É o que acredita também o desembargador Túlio de Oliveira Martins, membro da câmara que julgou a ação divulgada na segunda-feira. Por unanimidade, ele, o desembargador Marcelo Cezar Müller e o relator, Jorge Alberto Schreiner Pestana, decidiram que os pais e o irmão de Ariel Nunes Andreatta devem receber quase R$ 200 mil por danos morais e materiais.
De acordo com Martins, além de criar uma jurisprudência, as decisões tomadas podem servir de base para o cálculo de indenização das demais ações que tramitam no tribunal:
– A tendência, a partir dos próximos meses, quando as ações começarem a ser julgadas em maior número, é se chegar a valores mais ou menos parecidos, de acordo com as características de cada caso, para que as indenizações não sejam muito diferentes umas das outras – explica.
As diferenças entre os valores e a responsabilização nas duas ações já julgadas – enquanto uma indenização é de R$ 20 mil e responsabiliza prefeitura e governo de Estado, a outra soma R$ 200 mil e atribui a responsabilidade somente ao município – ocorrem devido ao entendimento das próprias famílias sobre a culpabilidade, além da situação familiar e econômica de cada vítima.
– Hoje temos muitas famílias em situação de necessidade. Essas indenizações não vão aliviar a dor, mas pode ajudar a tocar a vida de uma forma mais digna – comenta o vice-presidente da associação.
De acordo com o desembargador Túlio Martins, alguns dos autores das ações entendem que a responsabilidade é do Estado, município e dos proprietários do estabelecimento, enquanto outros afirmam que o município não tem culpa, por exemplo:
– Além disso, existem outras variáveis, como as questões particulares de cada vítima. Se ela sustentava uma família, se tinha filhos, se deixou dívidas. Tudo isso deve contar para o cálculo.

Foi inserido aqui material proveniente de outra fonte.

use std::fmt;
use std::num::ParseIntError;
use std::str::FromStr;

use serde::{Deserialize, Serialize};

/// Identity of a contact within one directory.
///
/// Ids are positive and assigned by the directory in increasing order. They
/// are never reused while the directory is alive, even after a delete.
#[derive(Clone, Copy, PartialEq, Eq, Hash, PartialOrd, Ord, Serialize, Deserialize)]
#[serde(transparent)]
pub struct ContactId(u64);

impl ContactId {
    /// The id handed out by an empty directory.
    pub const FIRST: ContactId = ContactId(1);

    pub const fn new(raw: u64) -> Self {
        Self(raw)
    }

    pub const fn get(self) -> u64 {
        self.0
    }

    /// The id following this one, or `None` once the id space is used up.
    pub const fn next(self) -> Option<Self> {
        match self.0.checked_add(1) {
            Some(raw) => Some(Self(raw)),
            None => None,
        }
    }
}

impl fmt::Debug for ContactId {
    fn fmt(&self, f: &mut fmt::Formatter<'_>) -> fmt::Result {
        write!(f, "ContactId({})", self.0)
    }
}

impl fmt::Display for ContactId {
    fn fmt(&self, f: &mut fmt::Formatter<'_>) -> fmt::Result {
        write!(f, "{}", self.0)
    }
}

impl FromStr for ContactId {
    type Err = ParseIntError;

    fn from_str(s: &str) -> Result<Self, Self::Err> {
        s.parse().map(Self)
    }
}

/// A single directory entry.
///
/// Contacts are plain values: the directory hands out clones and replaces
/// whole entries on update, so a caller holding a `Contact` never observes
/// later mutations.
#[derive(Clone, Debug, PartialEq, Eq, Serialize, Deserialize)]
pub struct Contact {
    pub id: ContactId,
    pub name: String,
    pub phone: String,
    #[serde(default)]
    pub comment: String,
}

impl Contact {
    /// Build a contact from already-normalized fields. No validation is done.
    pub fn new(
        id: ContactId,
        name: impl Into<String>,
        phone: impl Into<String>,
        comment: impl Into<String>,
    ) -> Self {
        Self {
            id,
            name: name.into(),
            phone: phone.into(),
            comment: comment.into(),
        }
    }

    /// Listing order key: case-insensitive name, then id.
    pub fn sort_key(&self) -> (String, ContactId) {
        (self.name.to_lowercase(), self.id)
    }

    /// True if the lowercase `needle` occurs in any field.
    ///
    /// `needle` must already be lowercase.
    pub fn mentions(&self, needle: &str) -> bool {
        self.name.to_lowercase().contains(needle)
            || self.phone.to_lowercase().contains(needle)
            || self.comment.to_lowercase().contains(needle)
    }
}

impl fmt::Display for Contact {
    fn fmt(&self, f: &mut fmt::Formatter<'_>) -> fmt::Result {
        write!(f, "[{}] {} | {} | {}", self.id, self.name, self.phone, self.comment)
    }
}

#[cfg(test)]
mod tests {
    use super::*;

    #[test]
    fn ids_advance_by_one() {
        assert_eq!(ContactId::FIRST.get(), 1);
        assert_eq!(ContactId::FIRST.next(), Some(ContactId::new(2)));
    }

    #[test]
    fn last_id_has_no_successor() {
        assert_eq!(ContactId::new(u64::MAX - 1).next(), Some(ContactId::new(u64::MAX)));
        assert_eq!(ContactId::new(u64::MAX).next(), None);
    }

    #[test]
    fn id_parses_from_decimal() {
        assert_eq!("42".parse::<ContactId>().unwrap(), ContactId::new(42));
        assert!("abc".parse::<ContactId>().is_err());
        assert!("-1".parse::<ContactId>().is_err());
    }

    #[test]
    fn display_uses_listing_format() {
        let c = Contact::new(ContactId::new(3), "Иван", "+7 (999) 123-45-67", "Коллега");
        assert_eq!(c.to_string(), "[3] Иван | +7 (999) 123-45-67 | Коллега");
    }

    #[test]
    fn sort_key_ignores_case() {
        let a = Contact::new(ContactId::new(2), "alice", "123456", "");
        let b = Contact::new(ContactId::new(1), "Bob", "123456", "");
        assert!(a.sort_key() < b.sort_key());
    }

    #[test]
    fn mentions_checks_every_field() {
        let c = Contact::new(ContactId::new(1), "Мария", "+7 999 333-33-33", "Иван");
        assert!(c.mentions("иван"));
        assert!(c.mentions("мар"));
        assert!(c.mentions("333-33"));
        assert!(!c.mentions("пётр"));
    }

    #[test]
    fn serde_roundtrip() {
        let c = Contact::new(ContactId::new(7), "Alex", "+1 (415) 555-0133", "work");
        let json = serde_json::to_string(&c).unwrap();
        assert!(json.contains("\"id\":7"));
        let parsed: Contact = serde_json::from_str(&json).unwrap();
        assert_eq!(parsed, c);
    }
}
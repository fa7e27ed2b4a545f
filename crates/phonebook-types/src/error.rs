use thiserror::Error;

/// Errors produced when a contact field fails validation.
#[derive(Debug, Error, Clone, PartialEq, Eq)]
pub enum ValidationError {
    #[error("name must not be empty")]
    EmptyName,

    #[error(
        "invalid phone {phone:?}: allowed are digits, spaces, dashes, parentheses and a leading '+'"
    )]
    InvalidPhone { phone: String },
}
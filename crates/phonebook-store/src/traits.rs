//! The [`ContactStorage`] trait defining the persistence interface.

use std::path::Path;

use phonebook_types::Contact;

use crate::error::StorageError;

/// A persistence backend bound to a single location.
///
/// Implementations must never leave the target in a partially written state:
/// after a failed `save` the previous contents are still readable.
pub trait ContactStorage {
    /// Where this backend reads from and writes to.
    fn path(&self) -> &Path;

    /// Read every stored contact, in file order.
    ///
    /// A missing target is an empty directory, not an error.
    fn load(&self) -> Result<Vec<Contact>, StorageError>;

    /// Replace the stored contents with `contacts`, in the order given.
    fn save(&self, contacts: &[Contact]) -> Result<(), StorageError>;
}
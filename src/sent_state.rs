/*!
 * Memory of what the backend was last told
 *
 * The cache is only written after the backend accepted a command, so a
 * failed push leaves the old value in place and the next event touching the
 * same UID diffs against it again.
 */

use permsync_core_classifier::{NetworkClass, TrafficState};
use permsync_core_identity::Uid;
use permsync_interface::BackendCommand;
use std::collections::BTreeMap;

#[derive(Debug, Clone, Default)]
pub struct SentState {
    /// Only classes other than NONE are kept
    network: BTreeMap<Uid, NetworkClass>,
    /// UNINSTALLED UIDs are dropped
    traffic: BTreeMap<Uid, TrafficState>,
    /// Filtered UID -> tunnel it is bound to
    vpn: BTreeMap<Uid, String>,
}

impl SentState {
    pub fn new() -> Self {
        Self::default()
    }

    pub fn network(&self, uid: Uid) -> NetworkClass {
        self.network.get(&uid).copied().unwrap_or_default()
    }

    /// UNINSTALLED unless a live state was sent for `uid`
    pub fn traffic(&self, uid: Uid) -> TrafficState {
        self.traffic
            .get(&uid)
            .copied()
            .unwrap_or(TrafficState::Uninstalled)
    }

    pub fn vpn_tunnel(&self, uid: Uid) -> Option<&str> {
        self.vpn.get(&uid).map(String::as_str)
    }

    /// Apply the effect of a command the backend accepted
    pub fn record(&mut self, command: &BackendCommand) {
        match command {
            BackendCommand::SetNetworkClass { class, uids } => {
                for uid in uids {
                    if class.is_none() {
                        self.network.remove(uid);
                    } else {
                        self.network.insert(*uid, *class);
                    }
                }
            }
            BackendCommand::ClearNetworkClass { uids } => {
                for uid in uids {
                    self.network.remove(uid);
                }
            }
            BackendCommand::SetTrafficPermission { state, uids } => {
                for uid in uids {
                    if *state == TrafficState::Uninstalled {
                        self.traffic.remove(uid);
                    } else {
                        self.traffic.insert(*uid, *state);
                    }
                }
            }
            BackendCommand::AddVpnUidFilter { tunnel, uids } => {
                for uid in uids {
                    self.vpn.insert(*uid, tunnel.clone());
                }
            }
            BackendCommand::RemoveVpnUidFilter { uids } => {
                for uid in uids {
                    self.vpn.remove(uid);
                }
            }
        }
    }

    pub fn filtered(&self) -> impl Iterator<Item = (Uid, &str)> {
        self.vpn.iter().map(|(uid, tunnel)| (*uid, tunnel.as_str()))
    }

    pub fn clear(&mut self) {
        self.network.clear();
        self.traffic.clear();
        self.vpn.clear();
    }
}

#[cfg(test)]
mod tests {
    use super::*;
    use permsync_core_classifier::TrafficPermissions;

    #[test]
    fn test_defaults_for_unknown_uid() {
        let sent = SentState::new();
        assert_eq!(sent.network(Uid(10001)), NetworkClass::None);
        assert_eq!(sent.traffic(Uid(10001)), TrafficState::Uninstalled);
        assert_eq!(sent.vpn_tunnel(Uid(10001)), None);
    }

    #[test]
    fn test_record_network_set_and_clear() {
        let mut sent = SentState::new();
        sent.record(&BackendCommand::SetNetworkClass {
            class: NetworkClass::System,
            uids: vec![Uid(1000), Uid(10001)],
        });
        assert_eq!(sent.network(Uid(10001)), NetworkClass::System);

        sent.record(&BackendCommand::ClearNetworkClass {
            uids: vec![Uid(10001)],
        });
        assert_eq!(sent.network(Uid(10001)), NetworkClass::None);
        assert_eq!(sent.network(Uid(1000)), NetworkClass::System);
    }

    #[test]
    fn test_record_traffic_drops_uninstalled() {
        let mut sent = SentState::new();
        sent.record(&BackendCommand::SetTrafficPermission {
            state: TrafficState::Granted(TrafficPermissions::INTERNET),
            uids: vec![Uid(10001), Uid(10002)],
        });
        sent.record(&BackendCommand::SetTrafficPermission {
            state: TrafficState::none(),
            uids: vec![Uid(10003)],
        });
        assert_eq!(sent.traffic.len(), 3);

        sent.record(&BackendCommand::SetTrafficPermission {
            state: TrafficState::Uninstalled,
            uids: vec![Uid(10001), Uid(10003)],
        });
        assert_eq!(sent.traffic(Uid(10001)), TrafficState::Uninstalled);
        assert_eq!(sent.traffic(Uid(10003)), TrafficState::Uninstalled);
        assert_eq!(
            sent.traffic(Uid(10002)),
            TrafficState::Granted(TrafficPermissions::INTERNET)
        );
        assert_eq!(sent.traffic.keys().copied().collect::<Vec<_>>(), vec![Uid(10002)]);
    }

    #[test]
    fn test_record_vpn_bindings() {
        let mut sent = SentState::new();
        sent.record(&BackendCommand::AddVpnUidFilter {
            tunnel: "tun0".to_string(),
            uids: vec![Uid(1000), Uid(10001)],
        });
        sent.record(&BackendCommand::RemoveVpnUidFilter {
            uids: vec![Uid(1000)],
        });

        let filtered: Vec<(Uid, &str)> = sent.filtered().collect();
        assert_eq!(filtered, vec![(Uid(10001), "tun0")]);
    }
}
//! Async front end for the permission monitor
//!
//! Callers on independent tasks post [`MonitorEvent`]s through a cloneable
//! [`MonitorHandle`]. A single background task owns the monitor and applies
//! events strictly in arrival order, replying to each sender over a oneshot
//! channel. The task exits once every handle has been dropped.
//!
//! ```text
//!   package callbacks ─┐
//!   user callbacks ────┼──> mpsc (bounded) ──> daemon task ──> PermissionMonitor
//!   VPN callbacks ─────┘         ^                  │
//!                                └──── oneshot <────┘
//! ```

use crate::error::{PermSyncError, Result};
use crate::monitor::PermissionMonitor;
use crate::stats::SyncStats;
use permsync_core_identity::{Uid, UidRange, UserId};
use permsync_interface::FilterBackend;
use std::sync::Arc;
use tokio::sync::{mpsc, oneshot};
use tokio::task::JoinHandle;
use tracing::{debug, error, info};

/// One monitor entry point, in message form
#[derive(Debug, Clone, PartialEq, Eq)]
pub enum MonitorEvent {
    StartMonitoring,
    UserAdded(UserId),
    UserRemoved(UserId),
    PackageAdded {
        name: String,
        uid: Uid,
    },
    PackageChanged {
        name: String,
        uid: Uid,
    },
    PackageRemoved {
        name: String,
        uid: Uid,
    },
    VpnRangesAdded {
        tunnel: String,
        ranges: Vec<UidRange>,
        owner: Uid,
    },
    VpnRangesRemoved {
        tunnel: String,
        ranges: Vec<UidRange>,
        owner: Uid,
    },
    VpnDisconnected {
        tunnel: String,
    },
}

impl MonitorEvent {
    pub fn package_added(name: impl Into<String>, uid: Uid) -> Self {
        MonitorEvent::PackageAdded {
            name: name.into(),
            uid,
        }
    }

    pub fn package_removed(name: impl Into<String>, uid: Uid) -> Self {
        MonitorEvent::PackageRemoved {
            name: name.into(),
            uid,
        }
    }

    pub fn name(&self) -> &'static str {
        match self {
            MonitorEvent::StartMonitoring => "start_monitoring",
            MonitorEvent::UserAdded(_) => "user_added",
            MonitorEvent::UserRemoved(_) => "user_removed",
            MonitorEvent::PackageAdded { .. } => "package_added",
            MonitorEvent::PackageChanged { .. } => "package_changed",
            MonitorEvent::PackageRemoved { .. } => "package_removed",
            MonitorEvent::VpnRangesAdded { .. } => "vpn_ranges_added",
            MonitorEvent::VpnRangesRemoved { .. } => "vpn_ranges_removed",
            MonitorEvent::VpnDisconnected { .. } => "vpn_disconnected",
        }
    }

    fn apply<B: FilterBackend>(&self, monitor: &PermissionMonitor<B>) -> Result<()> {
        match self {
            MonitorEvent::StartMonitoring => monitor.start_monitoring(),
            MonitorEvent::UserAdded(user) => monitor.on_user_added(*user),
            MonitorEvent::UserRemoved(user) => monitor.on_user_removed(*user),
            MonitorEvent::PackageAdded { name, uid } => monitor.on_package_added(name, *uid),
            MonitorEvent::PackageChanged { name, uid } => monitor.on_package_changed(name, *uid),
            MonitorEvent::PackageRemoved { name, uid } => monitor.on_package_removed(name, *uid),
            MonitorEvent::VpnRangesAdded {
                tunnel,
                ranges,
                owner,
            } => monitor.on_vpn_uid_ranges_added(tunnel, ranges, *owner),
            MonitorEvent::VpnRangesRemoved {
                tunnel,
                ranges,
                owner,
            } => monitor.on_vpn_uid_ranges_removed(tunnel, ranges, *owner),
            MonitorEvent::VpnDisconnected { tunnel } => monitor.on_vpn_disconnected(tunnel),
        }
    }
}

type Envelope = (MonitorEvent, Option<oneshot::Sender<Result<()>>>);

/// Sending side of the daemon queue
#[derive(Debug, Clone)]
pub struct MonitorHandle {
    event_tx: mpsc::Sender<Envelope>,
}

impl MonitorHandle {
    /// Queue `event` and wait for its result
    pub async fn send(&self, event: MonitorEvent) -> Result<()> {
        let (reply_tx, reply_rx) = oneshot::channel();
        self.event_tx
            .send((event, Some(reply_tx)))
            .await
            .map_err(|_| PermSyncError::DaemonStopped)?;
        reply_rx.await.map_err(|_| PermSyncError::DaemonStopped)?
    }

    /// Queue `event` without waiting for it to be applied
    ///
    /// The outcome still shows up in the logs and in [`SyncStats`].
    pub async fn post(&self, event: MonitorEvent) -> Result<()> {
        self.event_tx
            .send((event, None))
            .await
            .map_err(|_| PermSyncError::DaemonStopped)
    }

    pub fn is_closed(&self) -> bool {
        self.event_tx.is_closed()
    }
}

/// Single-writer task in front of a [`PermissionMonitor`]
pub struct MonitorDaemon;

impl MonitorDaemon {
    /// Spawn the daemon task on the current tokio runtime
    ///
    /// The queue depth comes from `event_queue_depth` in the monitor's
    /// configuration. The join handle resolves to the final statistics once
    /// every [`MonitorHandle`] is gone.
    pub fn spawn<B>(
        monitor: Arc<PermissionMonitor<B>>,
    ) -> (MonitorHandle, JoinHandle<Result<SyncStats>>)
    where
        B: FilterBackend + 'static,
    {
        let depth = monitor.config().event_queue_depth;
        let (event_tx, event_rx) = mpsc::channel(depth);
        let task = tokio::spawn(run_event_loop(monitor, event_rx));
        info!(queue_depth = depth, "monitor daemon started");
        (MonitorHandle { event_tx }, task)
    }
}

async fn run_event_loop<B: FilterBackend>(
    monitor: Arc<PermissionMonitor<B>>,
    mut event_rx: mpsc::Receiver<Envelope>,
) -> Result<SyncStats> {
    let mut handled = 0u64;
    while let Some((event, reply_tx)) = event_rx.recv().await {
        let name = event.name();
        let result = event.apply(&monitor);
        handled += 1;
        debug!(event = name, ok = result.is_ok(), "daemon event handled");

        let poisoned = matches!(result, Err(PermSyncError::LockPoisoned));
        if let Some(reply_tx) = reply_tx {
            // Sender may have given up waiting
            let _ = reply_tx.send(result);
        }
        if poisoned {
            event_rx.close();
            error!(handled, "monitor state poisoned, daemon stopping");
            return Err(PermSyncError::LockPoisoned);
        }
    }

    let stats = monitor.stats()?;
    info!(handled, summary = %stats.summary(), "monitor daemon stopped");
    Ok(stats)
}
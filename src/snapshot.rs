/*!
 * Point-in-time dump of the engine state
 */

use crate::error::Result;
use crate::stats::SyncStats;
use permsync_core_classifier::{NetworkClass, TrafficState};
use permsync_core_identity::{Uid, UidRange, UserId};
use serde::Serialize;
use std::fmt;

#[derive(Debug, Clone, Serialize)]
pub struct MonitorSnapshot {
    pub monitoring: bool,
    pub first_platform_version: u32,
    pub modern_permission_version: u32,
    pub active_users: Vec<UserId>,
    pub uids: Vec<UidSnapshot>,
    pub tunnels: Vec<TunnelSnapshot>,
    /// Filters the backend was told about, as opposed to desired ones
    pub vpn_filters: Vec<VpnFilterSnapshot>,
    pub stats: SyncStats,
}

#[derive(Debug, Clone, PartialEq, Eq, Serialize)]
pub struct UidSnapshot {
    pub uid: Uid,
    pub network: NetworkClass,
    pub traffic: TrafficState,
    pub packages: Vec<String>,
}

#[derive(Debug, Clone, PartialEq, Eq, Serialize)]
pub struct TunnelSnapshot {
    pub name: String,
    pub owner: Uid,
    pub ranges: Vec<UidRange>,
}

#[derive(Debug, Clone, PartialEq, Eq, Serialize)]
pub struct VpnFilterSnapshot {
    pub uid: Uid,
    pub tunnel: String,
}

impl MonitorSnapshot {
    pub fn to_json(&self) -> Result<String> {
        Ok(serde_json::to_string_pretty(self)?)
    }

    pub fn uid(&self, uid: Uid) -> Option<&UidSnapshot> {
        self.uids.iter().find(|entry| entry.uid == uid)
    }

    /// UIDs bound to `tunnel` in the backend
    pub fn filtered_uids(&self, tunnel: &str) -> Vec<Uid> {
        self.vpn_filters
            .iter()
            .filter(|filter| filter.tunnel == tunnel)
            .map(|filter| filter.uid)
            .collect()
    }
}

fn join<T: fmt::Display>(items: &[T]) -> String {
    items
        .iter()
        .map(|item| item.to_string())
        .collect::<Vec<_>>()
        .join(", ")
}

impl fmt::Display for MonitorSnapshot {
    fn fmt(&self, f: &mut fmt::Formatter<'_>) -> fmt::Result {
        writeln!(
            f,
            "Permission monitor: {} (first platform version {}, modern permission version {})",
            if self.monitoring { "monitoring" } else { "idle" },
            self.first_platform_version,
            self.modern_permission_version
        )?;
        writeln!(f, "Active users: [{}]", join(&self.active_users))?;

        writeln!(f, "UIDs:")?;
        for entry in &self.uids {
            writeln!(
                f,
                "  {}: network={} traffic={} packages=[{}]",
                entry.uid,
                entry.network,
                entry.traffic,
                entry.packages.join(", ")
            )?;
        }

        writeln!(f, "Tunnels:")?;
        for tunnel in &self.tunnels {
            writeln!(
                f,
                "  {}: owner={} ranges=[{}]",
                tunnel.name,
                tunnel.owner,
                join(&tunnel.ranges)
            )?;
        }

        writeln!(f, "Interface filtering rules:")?;
        for filter in &self.vpn_filters {
            writeln!(f, "  {} -> {}", filter.uid, filter.tunnel)?;
        }

        write!(f, "{}", self.stats.summary())
    }
}

#[cfg(test)]
mod tests {
    use super::*;
    use permsync_core_classifier::TrafficPermissions;

    fn snapshot() -> MonitorSnapshot {
        MonitorSnapshot {
            monitoring: true,
            first_platform_version: 28,
            modern_permission_version: 29,
            active_users: vec![UserId(0), UserId(1)],
            uids: vec![UidSnapshot {
                uid: Uid(10001),
                network: NetworkClass::Network,
                traffic: TrafficState::Granted(TrafficPermissions::INTERNET),
                packages: vec!["com.example".to_string()],
            }],
            tunnels: vec![TunnelSnapshot {
                name: "tun0".to_string(),
                owner: Uid(10002),
                ranges: vec![UidRange::new(0, 10085).unwrap()],
            }],
            vpn_filters: vec![VpnFilterSnapshot {
                uid: Uid(10001),
                tunnel: "tun0".to_string(),
            }],
            stats: SyncStats::default(),
        }
    }

    #[test]
    fn test_json_uses_wire_values() {
        let json = snapshot().to_json().unwrap();
        let value: serde_json::Value = serde_json::from_str(&json).unwrap();
        assert_eq!(value["uids"][0]["traffic"], 4);
        assert_eq!(value["uids"][0]["network"], "network");
        assert_eq!(value["tunnels"][0]["owner"], 10002);
        assert_eq!(value["active_users"][1], 1);
    }

    #[test]
    fn test_dump_lists_filters() {
        let dump = snapshot().to_string();
        assert!(dump.contains("Active users: [u0, u1]"));
        assert!(dump.contains("tun0: owner=10002 ranges=[0-10085]"));
        assert!(dump.contains("10001 -> tun0"));
    }

    #[test]
    fn test_lookup_helpers() {
        let snap = snapshot();
        assert_eq!(snap.uid(Uid(10001)).map(|e| e.network), Some(NetworkClass::Network));
        assert!(snap.uid(Uid(1)).is_none());
        assert_eq!(snap.filtered_uids("tun0"), vec![Uid(10001)]);
        assert!(snap.filtered_uids("tun1").is_empty());
    }
}
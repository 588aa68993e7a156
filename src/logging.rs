/*!
 * Logging and tracing initialization
 */

use std::fs::File;
use std::path::Path;
use tracing::Level;
use tracing_subscriber::{
    fmt::{self, format::FmtSpan},
    layer::{Layered, SubscriberExt},
    util::SubscriberInitExt,
    EnvFilter, Layer, Registry,
};

use crate::config::MonitorConfig;
use crate::error::{PermSyncError, Result};

/// Crate targets that emit engine events
const LOG_TARGETS: [&str; 4] = [
    "permsync",
    "permsync_core_identity",
    "permsync_core_classifier",
    "permsync_core_vpn",
];

type FilteredRegistry = Layered<EnvFilter, Registry>;

/// Resolve the effective level, `verbose` wins over `log_level`
pub fn effective_level(config: &MonitorConfig) -> Level {
    if config.verbose {
        Level::DEBUG
    } else {
        config.log_level.to_tracing_level()
    }
}

/// Default directives: every engine crate at the effective level
pub fn default_directives(config: &MonitorConfig) -> String {
    let level = effective_level(config);
    LOG_TARGETS
        .iter()
        .map(|target| format!("{target}={level}"))
        .collect::<Vec<_>>()
        .join(",")
}

/// Install the global subscriber described by `config`
///
/// `RUST_LOG` overrides the configured level. Fails if a global subscriber
/// is already installed.
pub fn init_logging(config: &MonitorConfig) -> Result<()> {
    let env_filter = EnvFilter::try_from_default_env()
        .or_else(|_| EnvFilter::try_new(default_directives(config)))
        .map_err(|e| PermSyncError::Config(format!("Failed to create log filter: {}", e)))?;

    match &config.log_file {
        Some(log_path) => install(env_filter, file_layer(log_path)?),
        None => install(env_filter, stdout_layer()),
    }
}

fn stdout_layer() -> impl Layer<FilteredRegistry> + Send + Sync + 'static {
    fmt::layer()
        .with_target(true)
        .with_span_events(FmtSpan::NONE)
        .compact()
}

/// One JSON object per event, written straight to `log_path`
fn file_layer(log_path: &Path) -> Result<impl Layer<FilteredRegistry> + Send + Sync + 'static> {
    let file = File::create(log_path).map_err(|e| {
        PermSyncError::Config(format!(
            "Failed to create log file {}: {}",
            log_path.display(),
            e
        ))
    })?;

    Ok(fmt::layer()
        .with_writer(file)
        .with_target(true)
        .with_thread_names(true)
        .with_file(true)
        .with_line_number(true)
        .with_ansi(false)
        .json())
}

fn install<L>(env_filter: EnvFilter, layer: L) -> Result<()>
where
    L: Layer<FilteredRegistry> + Send + Sync + 'static,
{
    tracing_subscriber::registry()
        .with(env_filter)
        .with(layer)
        .try_init()
        .map_err(|e| PermSyncError::Config(format!("Logging already initialized: {}", e)))
}

/// Install a test-writer subscriber, at most once per process
pub fn init_test_logging() {
    use std::sync::Once;
    static INIT: Once = Once::new();

    INIT.call_once(|| {
        let verbose = MonitorConfig {
            verbose: true,
            ..Default::default()
        };
        let env_filter = EnvFilter::try_from_default_env()
            .unwrap_or_else(|_| EnvFilter::new(default_directives(&verbose)));

        let fmt_layer = fmt::layer().with_test_writer().with_target(false).compact();

        tracing_subscriber::registry()
            .with(env_filter)
            .with(fmt_layer)
            .try_init()
            .ok(); // Ignore error if already initialized
    });
}
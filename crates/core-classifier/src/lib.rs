//! Permsync Core Classifier: network privilege ranking
//!
//! Maps a package's declared permission strings and provenance to the two
//! independent facets the filtering backend needs:
//!
//! - **Network classification**: `NONE < NETWORK < SYSTEM`
//! - **Traffic permissions**: OR-combinable capability bits
//!
//! # Key Principles
//!
//! This crate is **pure logic**. It holds no state beyond the two platform
//! versions that drive the carry-over rule, and it never talks to a registry
//! or backend. Unrecognized permission strings are ignored.
//!
//! # Example
//!
//! ```
//! use permsync_core_classifier::{
//!     Classifier, NetworkClass, PackageRecord, Provenance, TrafficPermissions,
//! };
//! use permsync_core_identity::Uid;
//!
//! let classifier = Classifier::new(28, 29);
//! let app = PackageRecord::new("com.example.browser", Uid(10001))
//!     .with_permissions(["android.permission.INTERNET"]);
//! assert_eq!(classifier.network_class(&app), NetworkClass::None);
//! assert_eq!(Classifier::traffic_permissions(&app), TrafficPermissions::INTERNET);
//!
//! // Legacy devices keep privileged pre-installed apps working
//! let core = PackageRecord::new("platform", Uid(1000)).with_provenance(Provenance::PlatformCore);
//! assert_eq!(classifier.network_class(&core), NetworkClass::System);
//! ```

pub mod classify;
pub mod package;
pub mod permission;
pub mod state;

pub use classify::{Classifier, PackageClassification};
pub use package::{PackageRecord, Provenance};
pub use permission::{PermissionKind, PermissionSet};
pub use state::{NetworkClass, TrafficPermissions, TrafficState};

/// Last platform version that predates the modern network permission model
pub const LEGACY_PLATFORM_VERSION: u32 = 28;

/// Platform version that introduced the modern network permission model
pub const MODERN_PERMISSION_VERSION: u32 = 29;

Prefeitura afirma que entrará com recursos no STJ
Apesar de comemorada pelos familiares das vítimas, o resultado das ações ainda pode demorar para aparecer. Isso porque o prefeito Jorge Pozzobom (PSDB) afirmou que recorrerá das decisões judiciais. De acordo com o chefe do Executivo, é uma obrigação recorrer, já que há recursos públicos envolvidos.
– Temos uma lei federal que determina que qualquer órgão público que é condenado ou não concorde com uma decisão deve recorrer, pois se não o faz comete um ato de improbidade administrativa. Por isso, temos que ter esses cuidados. Mas, transitado em julgado o recurso, vamos cumprir com a decisão – explica Pozzobom.
Nestes casos, os recursos vão direto ao Superior Tribunal de Justiça (STJ). Para o desembargador Túlio Martins, as chances de o STJ negar estes recursos são grandes, uma vez que não houve conflito de decisões no Tribunal de Justiça do Estado.
– Não sei o que eles podem alegar, pois o STJ não reexamina provas. Mas, caso o recurso seja aceito, a ação ainda pode durar alguns meses – conclui.
Procurado por ZH, o Piratini ainda não se manifestou sobre a possibilidade de recorrer da condenação ao Superior Tribunal de Justiça (STJ).